**Exercise brief:**
Count the lines of the data that have the word "main", then report the number without anything else.

[Records from a collection]
----

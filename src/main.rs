//! paperlens - analyze, summarize and question documents from the terminal.

mod cli;

use tracing_subscriber::{layer::SubscriberExt, util::SubscriberInitExt};

#[tokio::main]
async fn main() -> anyhow::Result<()> {
    // Load .env file if present (before anything else)
    let _ = dotenvy::dotenv();

    let default_filter = if cli::is_verbose() {
        "paperlens=info"
    } else {
        "paperlens=warn"
    };

    tracing_subscriber::registry()
        .with(
            tracing_subscriber::EnvFilter::try_from_default_env()
                .unwrap_or_else(|_| default_filter.into()),
        )
        .with(tracing_subscriber::fmt::layer().with_writer(std::io::stderr))
        .init();

    cli::run().await
}
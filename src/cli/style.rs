//! Styled markers for console output.

use console::{style, StyledObject};

use paperlens::llm::{BackendKind, CapabilityState};

/// Green check.
pub fn success() -> StyledObject<&'static str> {
    style("✓").green()
}

/// Yellow bang.
pub fn warn() -> StyledObject<&'static str> {
    style("!").yellow()
}

/// Red cross.
pub fn error() -> StyledObject<&'static str> {
    style("✗").red()
}

/// Dim arrow for secondary info.
pub fn dim_arrow() -> StyledObject<&'static str> {
    style("→").dim()
}

/// Capability state colored by readiness.
pub fn capability(state: CapabilityState) -> StyledObject<&'static str> {
    let label = style(state.as_str());
    match state {
        CapabilityState::Available => label.green(),
        CapabilityState::Downloading => label.cyan(),
        CapabilityState::Downloadable => label.yellow(),
        CapabilityState::Unavailable => label.red(),
    }
}

/// Backend kind, on-device in cyan and remote in magenta.
pub fn backend(kind: BackendKind) -> StyledObject<&'static str> {
    let label = style(kind.as_str());
    match kind {
        BackendKind::OnDevice => label.cyan(),
        BackendKind::Remote => label.magenta(),
    }
}

#[cfg(test)]
mod tests {
    use super::*;

    #[test]
    fn test_labels_keep_text() {
        console::set_colors_enabled(false);
        assert_eq!(capability(CapabilityState::Downloadable).to_string(), "downloadable");
        assert_eq!(backend(BackendKind::OnDevice).to_string(), "on-device");
        assert_eq!(success().to_string(), "✓");
    }
}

----

**Response area:**
3